Work required: Reading through the lines below, count those that include the string "event"; the answer is that number and nothing else.

━━━━━ Dataset records ━━━━━

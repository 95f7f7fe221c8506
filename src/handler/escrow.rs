use std::sync::Arc;

use axum::{
    body::Bytes,
    extract::Path,
    http::HeaderMap,
    response::IntoResponse,
    routing::{get, post, put},
    Extension, Json, Router,
};
use uuid::Uuid;
use validator::Validate;

use crate::{
    dtos::escrowdtos::*,
    error::{ErrorMessage, HttpError},
    middleware::AuthActor,
    models::actormodel::Actor,
    service::payment_provider::verify_webhook_signature,
    AppState,
};

pub fn milestone_handler() -> Router {
    Router::new()
        .route("/", post(create_milestone))
        .route("/:milestone_id", get(get_milestone))
        .route("/:milestone_id/submit-plan", put(submit_milestone_plan))
        .route("/:milestone_id/approve-plan", put(approve_milestone_plan))
        .route("/:milestone_id/start", put(start_milestone))

        // Funding
        .route("/:milestone_id/escrow", get(get_escrow_for_milestone))
        .route("/:milestone_id/escrow/order", post(initiate_funding))
        .route("/:milestone_id/escrow/fund", post(fund_escrow))

        // Delivery and review
        .route("/:milestone_id/deliverable", post(submit_deliverable))
        .route("/:milestone_id/review", put(review_milestone))
}

pub fn escrow_handler() -> Router {
    Router::new()
        .route("/:escrow_id", get(get_escrow))
        .route("/:escrow_id/release", post(release_funds))
        .route("/:escrow_id/dispute", post(raise_dispute))
        .route("/:escrow_id/dispute/resolve", put(resolve_dispute))
}

pub fn admin_handler() -> Router {
    Router::new().route("/auto-release/run", post(run_auto_release))
}

pub async fn create_milestone(
    Extension(app_state): Extension<Arc<AppState>>,
    Extension(auth): Extension<AuthActor>,
    Json(body): Json<CreateMilestoneDto>,
) -> Result<impl IntoResponse, HttpError> {
    body.validate()
        .map_err(|e| HttpError::bad_request(e.to_string()))?;

    let milestone = app_state
        .escrow_service
        .create_milestone(&auth.actor, body.into())
        .await?;

    Ok(Json(ApiResponse::success("Milestone created successfully", milestone)))
}

pub async fn get_milestone(
    Extension(app_state): Extension<Arc<AppState>>,
    Extension(auth): Extension<AuthActor>,
    Path(milestone_id): Path<Uuid>,
) -> Result<impl IntoResponse, HttpError> {
    let milestone = app_state.escrow_service.get_milestone(milestone_id).await?;
    ensure_party(&auth.actor, milestone.client_id, milestone.freelancer_id)?;

    let escrow = app_state
        .escrow_service
        .get_escrow_for_milestone(milestone_id)
        .await?;

    Ok(Json(ApiResponse::success(
        "Milestone retrieved successfully",
        MilestoneDetailsDto { milestone, escrow },
    )))
}

pub async fn submit_milestone_plan(
    Extension(app_state): Extension<Arc<AppState>>,
    Extension(auth): Extension<AuthActor>,
    Path(milestone_id): Path<Uuid>,
) -> Result<impl IntoResponse, HttpError> {
    let milestone = app_state
        .escrow_service
        .submit_milestone_plan(&auth.actor, milestone_id)
        .await?;

    Ok(Json(ApiResponse::success("Milestone plan submitted for approval", milestone)))
}

pub async fn approve_milestone_plan(
    Extension(app_state): Extension<Arc<AppState>>,
    Extension(auth): Extension<AuthActor>,
    Path(milestone_id): Path<Uuid>,
) -> Result<impl IntoResponse, HttpError> {
    let milestone = app_state
        .escrow_service
        .approve_milestone_plan(&auth.actor, milestone_id)
        .await?;

    Ok(Json(ApiResponse::success("Milestone plan approved", milestone)))
}

pub async fn start_milestone(
    Extension(app_state): Extension<Arc<AppState>>,
    Extension(auth): Extension<AuthActor>,
    Path(milestone_id): Path<Uuid>,
) -> Result<impl IntoResponse, HttpError> {
    let milestone = app_state
        .escrow_service
        .start_milestone(&auth.actor, milestone_id)
        .await?;

    Ok(Json(ApiResponse::success("Milestone started", milestone)))
}

pub async fn get_escrow_for_milestone(
    Extension(app_state): Extension<Arc<AppState>>,
    Extension(auth): Extension<AuthActor>,
    Path(milestone_id): Path<Uuid>,
) -> Result<impl IntoResponse, HttpError> {
    let escrow = app_state
        .escrow_service
        .get_escrow_for_milestone(milestone_id)
        .await?
        .ok_or_else(|| HttpError::not_found(format!("No escrow for milestone {}", milestone_id)))?;
    ensure_party(&auth.actor, escrow.client_id, escrow.freelancer_id)?;

    Ok(Json(ApiResponse::success("Escrow retrieved successfully", escrow)))
}

pub async fn initiate_funding(
    Extension(app_state): Extension<Arc<AppState>>,
    Extension(auth): Extension<AuthActor>,
    Path(milestone_id): Path<Uuid>,
    body: Option<Json<InitiateFundingDto>>,
) -> Result<impl IntoResponse, HttpError> {
    let body = body.map(|Json(body)| body).unwrap_or_default();
    body.validate()
        .map_err(|e| HttpError::bad_request(e.to_string()))?;

    let funding = app_state
        .escrow_service
        .initiate_funding(&auth.actor, milestone_id, body.customer_email)
        .await?;

    Ok(Json(ApiResponse::success("Funding order created", funding)))
}

pub async fn fund_escrow(
    Extension(app_state): Extension<Arc<AppState>>,
    Extension(auth): Extension<AuthActor>,
    Path(milestone_id): Path<Uuid>,
    Json(body): Json<FundEscrowDto>,
) -> Result<impl IntoResponse, HttpError> {
    body.validate()
        .map_err(|e| HttpError::bad_request(e.to_string()))?;

    let escrow = app_state
        .escrow_service
        .fund_escrow(&auth.actor, milestone_id, body.into())
        .await?;

    Ok(Json(ApiResponse::success("Escrow funded successfully", escrow)))
}

/// Paystack callback, authenticated by `x-paystack-signature` over the raw body.
pub async fn payment_webhook(
    Extension(app_state): Extension<Arc<AppState>>,
    headers: HeaderMap,
    body: Bytes,
) -> Result<impl IntoResponse, HttpError> {
    let signature = headers
        .get("x-paystack-signature")
        .and_then(|h| h.to_str().ok())
        .ok_or_else(|| HttpError::bad_request("Missing or invalid Paystack signature"))?;

    if !verify_webhook_signature(&body, signature, &app_state.env.paystack_secret_key) {
        tracing::warn!("Invalid Paystack webhook signature received");
        return Err(HttpError::unauthorized("Invalid webhook signature"));
    }

    let event: PaymentWebhookEvent = serde_json::from_slice(&body)
        .map_err(|e| HttpError::bad_request(format!("Invalid webhook payload: {}", e)))?;

    match event.event.as_str() {
        "charge.success" => {
            let reference = event
                .data
                .reference
                .ok_or_else(|| HttpError::bad_request("Missing payment reference"))?;
            app_state.escrow_service.record_gateway_payment(&reference).await?;
        }
        other => {
            tracing::info!("Unhandled Paystack webhook event: {}", other);
        }
    }

    Ok(Json(serde_json::json!({"status": "success"})))
}

pub async fn submit_deliverable(
    Extension(app_state): Extension<Arc<AppState>>,
    Extension(auth): Extension<AuthActor>,
    Path(milestone_id): Path<Uuid>,
    Json(body): Json<SubmitDeliverableDto>,
) -> Result<impl IntoResponse, HttpError> {
    body.validate()
        .map_err(|e| HttpError::bad_request(e.to_string()))?;

    let milestone = app_state
        .escrow_service
        .submit_deliverable(&auth.actor, milestone_id, body.notes, body.attachments)
        .await?;

    Ok(Json(ApiResponse::success("Deliverable submitted for review", milestone)))
}

pub async fn review_milestone(
    Extension(app_state): Extension<Arc<AppState>>,
    Extension(auth): Extension<AuthActor>,
    Path(milestone_id): Path<Uuid>,
    Json(body): Json<ReviewMilestoneDto>,
) -> Result<impl IntoResponse, HttpError> {
    body.validate()
        .map_err(|e| HttpError::bad_request(e.to_string()))?;

    let milestone = app_state
        .escrow_service
        .review_milestone(&auth.actor, milestone_id, body.approve, body.notes)
        .await?;

    let message = if body.approve {
        "Milestone approved"
    } else {
        "Milestone sent back for changes"
    };
    Ok(Json(ApiResponse::success(message, milestone)))
}

pub async fn get_escrow(
    Extension(app_state): Extension<Arc<AppState>>,
    Extension(auth): Extension<AuthActor>,
    Path(escrow_id): Path<Uuid>,
) -> Result<impl IntoResponse, HttpError> {
    let escrow = app_state.escrow_service.get_escrow(escrow_id).await?;
    ensure_party(&auth.actor, escrow.client_id, escrow.freelancer_id)?;

    Ok(Json(ApiResponse::success("Escrow retrieved successfully", escrow)))
}

pub async fn release_funds(
    Extension(app_state): Extension<Arc<AppState>>,
    Extension(auth): Extension<AuthActor>,
    Path(escrow_id): Path<Uuid>,
    body: Option<Json<ReleaseFundsDto>>,
) -> Result<impl IntoResponse, HttpError> {
    let body = body.map(|Json(body)| body).unwrap_or_default();
    body.validate()
        .map_err(|e| HttpError::bad_request(e.to_string()))?;

    let escrow = app_state
        .escrow_service
        .release_funds(&auth.actor, escrow_id, body.reason)
        .await?;

    Ok(Json(ApiResponse::success("Funds released to freelancer", escrow)))
}

pub async fn raise_dispute(
    Extension(app_state): Extension<Arc<AppState>>,
    Extension(auth): Extension<AuthActor>,
    Path(escrow_id): Path<Uuid>,
    Json(body): Json<RaiseDisputeDto>,
) -> Result<impl IntoResponse, HttpError> {
    body.validate()
        .map_err(|e| HttpError::bad_request(e.to_string()))?;

    let escrow = app_state
        .escrow_service
        .raise_dispute(&auth.actor, escrow_id, body.reason)
        .await?;

    Ok(Json(ApiResponse::success("Dispute raised, escrow frozen", escrow)))
}

pub async fn resolve_dispute(
    Extension(app_state): Extension<Arc<AppState>>,
    Extension(auth): Extension<AuthActor>,
    Path(escrow_id): Path<Uuid>,
    Json(body): Json<ResolveDisputeDto>,
) -> Result<impl IntoResponse, HttpError> {
    body.validate()
        .map_err(|e| HttpError::bad_request(e.to_string()))?;

    let escrow = app_state
        .escrow_service
        .resolve_dispute(&auth.actor, escrow_id, body.resolution, body.notes)
        .await?;

    Ok(Json(ApiResponse::success("Dispute resolved", escrow)))
}

pub async fn run_auto_release(
    Extension(app_state): Extension<Arc<AppState>>,
) -> Result<impl IntoResponse, HttpError> {
    let report = app_state.auto_release.run_auto_release_sweep().await?;

    Ok(Json(ApiResponse::success("Auto-release sweep completed", report)))
}

fn ensure_party(actor: &Actor, client_id: Uuid, freelancer_id: Uuid) -> Result<(), HttpError> {
    if actor.is_client(client_id) || actor.is_freelancer(freelancer_id) || actor.is_admin() {
        Ok(())
    } else {
        Err(HttpError::forbidden(ErrorMessage::PermissionDenied.to_string()))
    }
}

━━━━━

Output: 4